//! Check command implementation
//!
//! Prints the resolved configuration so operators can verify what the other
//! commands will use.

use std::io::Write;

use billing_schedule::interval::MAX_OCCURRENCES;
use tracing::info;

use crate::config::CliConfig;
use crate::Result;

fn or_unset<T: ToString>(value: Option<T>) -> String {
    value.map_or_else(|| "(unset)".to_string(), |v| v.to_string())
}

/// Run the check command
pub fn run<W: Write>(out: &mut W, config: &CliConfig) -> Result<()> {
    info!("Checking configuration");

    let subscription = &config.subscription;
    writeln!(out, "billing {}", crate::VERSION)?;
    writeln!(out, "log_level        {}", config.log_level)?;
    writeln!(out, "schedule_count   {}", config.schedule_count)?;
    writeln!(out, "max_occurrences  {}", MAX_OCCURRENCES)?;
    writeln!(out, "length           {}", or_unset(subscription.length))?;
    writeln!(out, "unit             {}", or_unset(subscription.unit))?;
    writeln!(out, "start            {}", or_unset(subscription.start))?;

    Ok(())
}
==
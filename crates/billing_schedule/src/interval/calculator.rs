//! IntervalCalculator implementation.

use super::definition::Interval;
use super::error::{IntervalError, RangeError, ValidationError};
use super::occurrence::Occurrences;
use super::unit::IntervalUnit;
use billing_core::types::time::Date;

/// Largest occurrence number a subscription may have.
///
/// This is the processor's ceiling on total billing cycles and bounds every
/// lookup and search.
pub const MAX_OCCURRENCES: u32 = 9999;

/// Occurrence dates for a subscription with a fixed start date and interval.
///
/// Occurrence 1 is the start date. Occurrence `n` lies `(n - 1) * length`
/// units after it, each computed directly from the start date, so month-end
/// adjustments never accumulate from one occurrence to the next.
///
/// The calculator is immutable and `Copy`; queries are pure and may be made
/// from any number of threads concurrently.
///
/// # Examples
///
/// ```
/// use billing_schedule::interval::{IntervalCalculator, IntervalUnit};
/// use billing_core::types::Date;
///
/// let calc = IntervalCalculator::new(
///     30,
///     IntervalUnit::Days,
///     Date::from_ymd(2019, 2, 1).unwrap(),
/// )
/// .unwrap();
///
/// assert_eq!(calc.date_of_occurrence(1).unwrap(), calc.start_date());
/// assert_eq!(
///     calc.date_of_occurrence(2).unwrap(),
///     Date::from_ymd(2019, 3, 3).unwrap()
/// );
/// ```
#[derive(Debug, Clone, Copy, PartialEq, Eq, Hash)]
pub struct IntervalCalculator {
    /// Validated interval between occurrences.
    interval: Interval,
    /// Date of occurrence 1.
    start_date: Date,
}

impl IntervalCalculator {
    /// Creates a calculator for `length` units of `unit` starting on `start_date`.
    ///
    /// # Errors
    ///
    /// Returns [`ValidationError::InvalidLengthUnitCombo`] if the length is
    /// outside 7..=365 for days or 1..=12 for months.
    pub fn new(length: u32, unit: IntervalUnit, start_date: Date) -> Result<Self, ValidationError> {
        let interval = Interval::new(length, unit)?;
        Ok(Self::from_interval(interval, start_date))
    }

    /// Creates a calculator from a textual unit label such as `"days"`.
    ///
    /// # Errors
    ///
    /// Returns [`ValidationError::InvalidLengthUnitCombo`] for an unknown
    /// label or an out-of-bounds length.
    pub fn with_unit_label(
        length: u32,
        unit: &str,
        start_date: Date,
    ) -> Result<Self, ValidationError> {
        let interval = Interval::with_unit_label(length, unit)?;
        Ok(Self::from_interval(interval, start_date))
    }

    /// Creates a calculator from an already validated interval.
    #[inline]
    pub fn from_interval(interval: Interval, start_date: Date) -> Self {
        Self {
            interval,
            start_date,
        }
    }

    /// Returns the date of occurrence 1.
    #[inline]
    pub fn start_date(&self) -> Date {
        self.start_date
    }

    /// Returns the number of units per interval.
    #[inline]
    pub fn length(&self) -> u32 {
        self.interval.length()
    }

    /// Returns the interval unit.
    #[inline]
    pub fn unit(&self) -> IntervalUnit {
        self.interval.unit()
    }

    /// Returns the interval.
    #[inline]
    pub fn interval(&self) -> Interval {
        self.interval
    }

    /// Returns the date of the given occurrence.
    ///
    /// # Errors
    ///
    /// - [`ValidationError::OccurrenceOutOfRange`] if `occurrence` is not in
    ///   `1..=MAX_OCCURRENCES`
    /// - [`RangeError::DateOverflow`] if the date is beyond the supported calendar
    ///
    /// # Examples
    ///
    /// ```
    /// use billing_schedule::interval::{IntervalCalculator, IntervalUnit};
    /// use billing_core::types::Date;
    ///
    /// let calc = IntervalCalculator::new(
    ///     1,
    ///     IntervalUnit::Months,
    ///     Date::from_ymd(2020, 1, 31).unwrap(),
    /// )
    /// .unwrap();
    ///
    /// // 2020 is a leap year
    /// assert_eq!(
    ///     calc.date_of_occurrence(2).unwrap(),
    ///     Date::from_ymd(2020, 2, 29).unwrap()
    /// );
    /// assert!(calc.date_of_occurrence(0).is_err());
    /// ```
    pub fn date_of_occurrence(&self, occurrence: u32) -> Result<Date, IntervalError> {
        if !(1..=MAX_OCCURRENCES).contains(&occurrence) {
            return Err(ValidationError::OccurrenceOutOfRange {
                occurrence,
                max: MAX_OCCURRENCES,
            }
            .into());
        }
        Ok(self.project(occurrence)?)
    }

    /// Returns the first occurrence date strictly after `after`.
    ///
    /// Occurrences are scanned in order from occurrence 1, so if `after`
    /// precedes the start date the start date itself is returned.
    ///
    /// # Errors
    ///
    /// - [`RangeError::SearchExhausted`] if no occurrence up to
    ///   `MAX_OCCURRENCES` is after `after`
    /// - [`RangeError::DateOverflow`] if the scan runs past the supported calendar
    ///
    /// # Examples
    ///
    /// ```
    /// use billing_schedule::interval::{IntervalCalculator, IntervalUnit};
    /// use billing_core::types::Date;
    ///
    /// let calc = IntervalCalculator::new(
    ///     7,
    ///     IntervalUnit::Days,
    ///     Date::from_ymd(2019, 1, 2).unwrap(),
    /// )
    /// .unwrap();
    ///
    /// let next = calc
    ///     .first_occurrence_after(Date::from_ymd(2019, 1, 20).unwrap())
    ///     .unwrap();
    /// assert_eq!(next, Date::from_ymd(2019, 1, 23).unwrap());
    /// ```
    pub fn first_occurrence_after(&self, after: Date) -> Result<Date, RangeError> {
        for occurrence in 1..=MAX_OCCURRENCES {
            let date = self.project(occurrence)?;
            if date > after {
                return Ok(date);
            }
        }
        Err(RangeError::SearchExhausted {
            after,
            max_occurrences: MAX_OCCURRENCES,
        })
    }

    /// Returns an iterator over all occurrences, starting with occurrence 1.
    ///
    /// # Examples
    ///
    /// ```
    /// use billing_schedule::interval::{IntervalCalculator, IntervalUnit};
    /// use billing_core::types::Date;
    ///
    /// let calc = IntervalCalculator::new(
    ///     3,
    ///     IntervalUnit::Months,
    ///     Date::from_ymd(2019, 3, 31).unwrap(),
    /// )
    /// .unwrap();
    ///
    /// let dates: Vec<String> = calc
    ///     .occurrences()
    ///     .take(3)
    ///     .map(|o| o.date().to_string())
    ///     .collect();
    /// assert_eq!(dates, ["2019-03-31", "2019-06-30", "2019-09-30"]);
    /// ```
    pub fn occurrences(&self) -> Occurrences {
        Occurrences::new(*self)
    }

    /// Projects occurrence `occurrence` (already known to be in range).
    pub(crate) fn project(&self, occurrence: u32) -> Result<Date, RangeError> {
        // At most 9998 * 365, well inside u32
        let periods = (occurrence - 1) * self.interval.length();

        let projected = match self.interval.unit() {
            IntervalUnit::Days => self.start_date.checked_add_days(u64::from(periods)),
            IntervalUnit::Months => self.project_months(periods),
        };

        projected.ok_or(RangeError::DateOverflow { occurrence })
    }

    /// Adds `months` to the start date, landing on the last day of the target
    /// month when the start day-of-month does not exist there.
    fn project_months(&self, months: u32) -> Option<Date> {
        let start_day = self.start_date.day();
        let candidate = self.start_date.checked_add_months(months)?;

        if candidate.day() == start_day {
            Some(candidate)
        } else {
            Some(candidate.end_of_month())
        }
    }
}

AIM OF THE TASK – Read through the listing and copy each line in which the word "InvalidLengthUnitCombo" occurs.

EXERCISE RESULT –
    /// Returns [`ValidationError::InvalidLengthUnitCombo`] if the length is
    /// Returns [`ValidationError::InvalidLengthUnitCombo`] for an unknown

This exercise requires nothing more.